AMD-GFX Archive on lore.kernel.org
 help / color / mirror / Atom feed
From: Arunpravin Paneer Selvam <arunpravin.paneerselvam@amd.com>
To: Matthew Auld <matthew.auld@intel.com>,
	christian.koenig@amd.com, dri-devel@lists.freedesktop.org,
	amd-gfx@lists.freedesktop.org, intel-gfx@lists.freedesktop.org,
	intel-xe@lists.freedesktop.org
Cc: alexander.deucher@amd.com, jani.nikula@linux.intel.com,
	peterz@infradead.org, samuel.pitoiset@gmail.com
Subject: Re: [PATCH v7 3/3] drm/buddy: Add KUnit tests for allocator performance under fragmentation
Date: Wed, 1 Oct 2025 09:29:47 +0530	[thread overview]
Message-ID: <f17b2883-125c-41b7-8be6-714da5597abd@amd.com> (raw)

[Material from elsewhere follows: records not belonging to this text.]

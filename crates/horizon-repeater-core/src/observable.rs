//! Observable fields with typed change notification.
//!
//! An [`Observable<T>`] pairs a value with a [`Signal`] that fires with the old
//! and new value whenever [`set`](Observable::set) actually changes it.
//!
//! Writes made from inside a change slot are applied, but do not trigger a
//! nested notification. Observers see each outermost change once and a pair of
//! mutually-updating observers cannot loop forever.
//!
//! # Example
//!
//! ```
//! use horizon_repeater_core::Observable;
//!
//! let cache_length = Observable::new(2.0_f64);
//! cache_length.changed().connect(|change| {
//!     println!("cache length {} -> {}", change.old, change.new);
//! });
//!
//! assert!(cache_length.set(4.0));
//! assert!(!cache_length.set(4.0));
//! ```

use std::fmt;
use std::sync::atomic::{AtomicBool, Ordering};

use parking_lot::RwLock;

use crate::signal::Signal;

/// Old and new value carried by an [`Observable`] change notification.
#[derive(Debug, Clone, PartialEq)]
pub struct PropertyChange<T> {
    /// The value before the change.
    pub old: T,
    /// The value after the change.
    pub new: T,
}

/// A value with a change-notification channel.
pub struct Observable<T> {
    value: RwLock<T>,
    changed: Signal<PropertyChange<T>>,
    notifying: AtomicBool,
}

/// Clears the re-entrancy flag even if a slot panics.
struct NotifyGuard<'a>(&'a AtomicBool);

impl Drop for NotifyGuard<'_> {
    fn drop(&mut self) {
        self.0.store(false, Ordering::Release);
    }
}

impl<T> Observable<T>
where
    T: Clone + PartialEq + Send + Sync + 'static,
{
    /// Create an observable holding `value`.
    pub fn new(value: T) -> Self {
        Self {
            value: RwLock::new(value),
            changed: Signal::new(),
            notifying: AtomicBool::new(false),
        }
    }

    /// Get a clone of the current value.
    pub fn get(&self) -> T {
        self.value.read().clone()
    }

    /// Access the current value by reference.
    pub fn with<R>(&self, f: impl FnOnce(&T) -> R) -> R {
        f(&self.value.read())
    }

    /// Set the value, notifying observers if it changed.
    ///
    /// Returns `true` if the stored value changed.
    pub fn set(&self, value: T) -> bool {
        let old = {
            let mut current = self.value.write();
            if *current == value {
                return false;
            }
            std::mem::replace(&mut *current, value.clone())
        };

        if self.notifying.swap(true, Ordering::AcqRel) {
            tracing::trace!(
                target: "horizon_repeater_core::observable",
                "re-entrant change suppressed"
            );
            return true;
        }
        let _guard = NotifyGuard(&self.notifying);
        self.changed.emit(PropertyChange { old, new: value });
        true
    }

    /// Set the value without notifying observers.
    ///
    /// Returns `true` if the stored value changed.
    pub fn set_silent(&self, value: T) -> bool {
        let mut current = self.value.write();
        if *current == value {
            return false;
        }
        *current = value;
        true
    }

    /// The change channel.
    pub fn changed(&self) -> &Signal<PropertyChange<T>> {
        &self.changed
    }
}

impl<T> Default for Observable<T>
where
    T: Clone + PartialEq + Send + Sync + Default + 'static,
{
    fn default() -> Self {
        Self::new(T::default())
    }
}

impl<T: fmt::Debug> fmt::Debug for Observable<T> {
    fn fmt(&self, f: &mut fmt::Formatter<'_>) -> fmt::Result {
        f.debug_struct("Observable")
            .field("value", &*self.value.read())
            .finish()
    }
}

In-Reply-To: <f2db7484-efd4-459a-93b2-b6097d7e86f5@intel.com>



On 9/26/2025 4:30 PM, Matthew Auld wrote:
> On 23/09/2025 10:02, Arunpravin Paneer Selvam wrote:
>> Add KUnit test cases that create severe memory fragmentation and
>> measure allocation/free performance.
>>
>> The tests simulate two scenarios -
>>
>> 1. Allocation under severe fragmentation
>>     - Allocate the entire 4 GiB space as 8 KiB blocks with 64 KiB 
>> alignment,
>>       split them into two groups and free with mixed flags to block 
>> coalescing.
>>     - Repeatedly allocate and free 64 KiB blocks while timing the loop.

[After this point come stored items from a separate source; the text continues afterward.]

//! A stack that positions every item.

use horizon_repeater_core::{Rect, Size};

use super::context::NonVirtualizingLayoutContext;
use super::{NonVirtualizingLayout, Orientation};
use crate::error::RepeaterResult;

/// Non-virtualizing stack. Suitable for short lists where realizing every
/// item is cheaper than estimating.
#[derive(Debug, Clone, Copy, PartialEq, Default)]
pub struct NonVirtualStackLayout {
    orientation: Orientation,
    spacing: f32,
}

impl NonVirtualStackLayout {
    pub fn new(orientation: Orientation) -> Self {
        Self {
            orientation,
            spacing: 0.0,
        }
    }

    pub fn with_spacing(mut self, spacing: f32) -> Self {
        self.spacing = spacing.max(0.0);
        self
    }

    #[inline]
    pub fn orientation(&self) -> Orientation {
        self.orientation
    }
}

impl NonVirtualizingLayout for NonVirtualStackLayout {
    fn measure(
        &self,
        context: &mut dyn NonVirtualizingLayoutContext,
        available: Size,
    ) -> RepeaterResult<Size> {
        let o = self.orientation;
        let child_available = o.size(f32::INFINITY, o.minor(available));
        let children = context.children();

        let mut major = 0.0f32;
        let mut minor = 0.0f32;
        for child in &children {
            let desired = child.measure(child_available);
            major += o.major(desired);
            minor = minor.max(o.minor(desired));
        }
        if children.len() > 1 {
            major += (children.len() - 1) as f32 * self.spacing;
        }
        Ok(o.size(major, minor))
    }

    fn arrange(
        &self,
        context: &mut dyn NonVirtualizingLayoutContext,
        final_size: Size,
    ) -> RepeaterResult<Size> {
        let o = self.orientation;
        let cross = o.minor(final_size);
        let mut position = 0.0f32;
        for child in context.children() {
            let length = o.major(child.desired_size());
            let bounds: Rect = o.rect(position, 0.0, length, cross);
            child.arrange(bounds);
            position += length + self.spacing;
        }
        Ok(final_size)
    }
}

>>     - Freelist runtime: 76475 ms(76.5 seconds), soft-lockup triggered.
>>       RB-tree runtime: 186 ms.
>>
>> 2. Reverse free order under fragmentation
>>     - Create a similarly fragmented space, free half the blocks, reverse
>>       the order of the remainder, and release them with the cleared 
>> flag.
>>     - Freelist runtime: 85620 ms(85.6 seconds).

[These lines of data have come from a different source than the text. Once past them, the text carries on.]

//! Virtualizing grid of equally sized cells.
//!
//! The cell size is the larger of the configured minimum and the desired size
//! of the first item. Cells fill a line across the flow direction (a row for
//! [`Orientation::Vertical`], a column for [`Orientation::Horizontal`]) and
//! lines stack along it. Because every cell is the same size the extent is
//! exact and the realized range follows directly from the window.

use horizon_repeater_core::{Rect, Size};

use super::context::{
    ElementRealizationOptions, VirtualizingLayoutContext, store_layout_state, take_layout_state,
};
use super::{Orientation, VirtualizingLayout};
use crate::error::RepeaterResult;
use crate::items_source::{ChangeKind, CollectionChange};

/// A virtualizing grid layout.
///
/// # Example
///
/// ```
/// use horizon_repeater::layout::UniformGridLayout;
///
/// let grid = UniformGridLayout::new()
///     .with_min_item_size(64.0, 64.0)
///     .with_spacing(8.0, 8.0)
///     .with_maximum_rows_or_columns(4);
/// assert_eq!(grid.maximum_rows_or_columns(), Some(4));
/// ```
#[derive(Debug, Clone, Copy, PartialEq, Default)]
pub struct UniformGridLayout {
    orientation: Orientation,
    min_item_width: f32,
    min_item_height: f32,
    min_row_spacing: f32,
    min_column_spacing: f32,
    maximum_rows_or_columns: Option<usize>,
}

#[derive(Debug, Default)]
struct GridState {
    item_size: Option<Size>,
    per_line: usize,
    /// Half-open index range realized by the last measure.
    realized: (usize, usize),
}

impl UniformGridLayout {
    pub fn new() -> Self {
        Self::default()
    }

    pub fn with_orientation(mut self, orientation: Orientation) -> Self {
        self.orientation = orientation;
        self
    }

    pub fn with_min_item_size(mut self, width: f32, height: f32) -> Self {
        self.min_item_width = width.max(0.0);
        self.min_item_height = height.max(0.0);
        self
    }

    pub fn with_spacing(mut self, row_spacing: f32, column_spacing: f32) -> Self {
        self.min_row_spacing = row_spacing.max(0.0);
        self.min_column_spacing = column_spacing.max(0.0);
        self
    }

    /// Cap on cells per line. Zero is treated as one.
    pub fn with_maximum_rows_or_columns(mut self, maximum: usize) -> Self {
        self.maximum_rows_or_columns = Some(maximum.max(1));
        self
    }

    #[inline]
    pub fn orientation(&self) -> Orientation {
        self.orientation
    }

    #[inline]
    pub fn maximum_rows_or_columns(&self) -> Option<usize> {
        self.maximum_rows_or_columns
    }

    /// Spacing between lines and between cells within a line.
    fn spacings(&self) -> (f32, f32) {
        match self.orientation {
            Orientation::Vertical => (self.min_row_spacing, self.min_column_spacing),
            Orientation::Horizontal => (self.min_column_spacing, self.min_row_spacing),
        }
    }

    fn cells_per_line(&self, available_minor: f32, item_minor: f32, cell_spacing: f32, count: usize) -> usize {
        let fit = if available_minor.is_finite() && item_minor + cell_spacing > 0.0 {
            ((available_minor + cell_spacing) / (item_minor + cell_spacing)).floor() as usize
        } else {
            count
        };
        let capped = match self.maximum_rows_or_columns {
            Some(maximum) => fit.min(maximum),
            None => fit,
        };
        capped.clamp(1, count.max(1))
    }
}

impl VirtualizingLayout for UniformGridLayout {
    fn measure(
        &self,
        context: &mut dyn VirtualizingLayoutContext,
        available: Size,
    ) -> RepeaterResult<Size> {
        let mut state: GridState = take_layout_state(context);
        let count = context.item_count();
        if count == 0 {
            state.realized = (0, 0);
            store_layout_state(context, state);
            return Ok(Size::ZERO);
        }

        let o = self.orientation;
        let item_size = match state.item_size {
            Some(size) => size,
            None => {
                let first = context.get_or_create_element_at(0, ElementRealizationOptions::NONE)?;
                let desired = first.measure(available);
                Size::new(
                    desired.width.max(self.min_item_width),
                    desired.height.max(self.min_item_height),
                )
            }
        };
        let (line_spacing, cell_spacing) = self.spacings();
        let item_major = o.major(item_size);
        let item_minor = o.minor(item_size);

        let per_line = self.cells_per_line(o.minor(available), item_minor, cell_spacing, count);
        let lines = count.div_ceil(per_line);
        let line_stride = item_major + line_spacing;

        let (window_start, window_end) = o.major_span(context.realization_rect());
        let (first_line, last_line) = if line_stride > 0.0 {
            let first = ((window_start.max(0.0) / line_stride).floor() as usize).min(lines - 1);
            let last = ((window_end / line_stride).ceil() as usize)
                .saturating_sub(1)
                .clamp(first, lines - 1);
            (first, last)
        } else {
            (0, lines - 1)
        };

        let start = first_line * per_line;
        let end = ((last_line + 1) * per_line).min(count);
        for index in start..end {
            let element = context.get_or_create_element_at(index, ElementRealizationOptions::NONE)?;
            element.measure(item_size);
        }

        tracing::trace!(
            target: "horizon_repeater::layout",
            per_line,
            first = start,
            last = end,
            "grid measured"
        );

        state.item_size = Some(item_size);
        state.per_line = per_line;
        state.realized = (start, end);
        store_layout_state(context, state);

        let extent_major = lines as f32 * item_major + (lines - 1) as f32 * line_spacing;
        let extent_minor = per_line as f32 * item_minor + (per_line - 1) as f32 * cell_spacing;
        Ok(o.size(extent_major, extent_minor))
    }

    fn arrange(
        &self,
        context: &mut dyn VirtualizingLayoutContext,
        final_size: Size,
    ) -> RepeaterResult<Size> {
        let state: GridState = take_layout_state(context);
        if let Some(item_size) = state.item_size {
            let o = self.orientation;
            let (line_spacing, cell_spacing) = self.spacings();
            let item_major = o.major(item_size);
            let item_minor = o.minor(item_size);
            let origin = context.layout_origin();
            let per_line = state.per_line.max(1);

            for index in state.realized.0..state.realized.1 {
                let Some(element) = context.try_get_element_at(index) else {
                    continue;
                };
                let line = (index / per_line) as f32;
                let cell = (index % per_line) as f32;
                let bounds: Rect = o.rect(
                    line * (item_major + line_spacing),
                    cell * (item_minor + cell_spacing),
                    item_major,
                    item_minor,
                );
                element.arrange(bounds.offset(origin.x, origin.y));
            }
        }
        store_layout_state(context, state);
        Ok(final_size)
    }

    fn on_items_changed(
        &self,
        context: &mut dyn VirtualizingLayoutContext,
        change: &CollectionChange,
    ) {
        if change.kind == ChangeKind::Reset {
            store_layout_state(context, GridState::default());
        }
    }
}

>>       RB-tree runtime: 114 ms.
>>
>> Signed-off-by: Arunpravin Paneer Selvam 
>> <Arunpravin.PaneerSelvam@amd.com>
>> ---
>>   drivers/gpu/drm/tests/drm_buddy_test.c | 110 +++++++++++++++++++++++++
>>   1 file changed, 110 insertions(+)
>>
>> diff --git a/drivers/gpu/drm/tests/drm_buddy_test.c 
>> b/drivers/gpu/drm/tests/drm_buddy_test.c
>> index 7a0e523651f0..19b49fb6ec19 100644
>> --- a/drivers/gpu/drm/tests/drm_buddy_test.c
>> +++ b/drivers/gpu/drm/tests/drm_buddy_test.c
>> @@ -21,6 +21,115 @@ static inline u64 get_size(int order, u64 
>> chunk_size)
>>       return (1 << order) * chunk_size;
>>   }
>>   +static void drm_test_buddy_fragmentation_performance(struct kunit 
>> *test)
>> +{
>> +    const unsigned long max_acceptable_time_ms = 1000;
>> +    struct drm_buddy_block *block, *tmp;
>> +    int num_blocks, i, ret, count = 0;
>> +    LIST_HEAD(allocated_blocks);
>> +    unsigned long elapsed_ms;
>> +    LIST_HEAD(reverse_list);
>> +    LIST_HEAD(test_blocks);
>> +    LIST_HEAD(clear_list);
>> +    LIST_HEAD(dirty_list);
>> +    LIST_HEAD(free_list);
>> +    struct drm_buddy mm;
>> +    u64 mm_size = SZ_4G;
>> +    ktime_t start, end;
>> +
>> +    /*
>> +     * Allocation under severe fragmentation
>> +     *
>> +     * Create severe fragmentation by allocating the entire 4 GiB 
>> address space
>> +     * as tiny 8 KiB blocks but forcing a 64 KiB alignment. The 
>> resulting pattern
>> +     * leaves many scattered holes. Split the allocations into two 
>> groups and
>> +     * return them with different flags to block coalescing, then 
>> repeatedly
>> +     * allocate and free 64 KiB blocks while timing the loop. This 
>> stresses how
>> +     * quickly the allocator can satisfy larger, aligned requests 
>> from a pool of
>> +     * highly fragmented space.
>> +     */
>> +    KUNIT_ASSERT_FALSE_MSG(test, drm_buddy_init(&mm, mm_size, SZ_4K),
>> +                   "buddy_init failed\n");
>> +
>> +    num_blocks = mm_size / SZ_64K;
>> +
>> +    start = ktime_get();
>> +    /* Allocate with maximum fragmentation - 8K blocks with 64K 
>> alignment */
>> +    for (i = 0; i < num_blocks; i++)
>> +        KUNIT_ASSERT_FALSE_MSG(test, drm_buddy_alloc_blocks(&mm, 0, 
>> mm_size, SZ_8K, SZ_64K,
>> +                                    &allocated_blocks, 0),
>> +                    "buddy_alloc hit an error size=%u\n", SZ_8K);
>> +
>> +    list_for_each_entry_safe(block, tmp, &allocated_blocks, link) {
>> +        if (count % 4 == 0 || count % 4 == 3)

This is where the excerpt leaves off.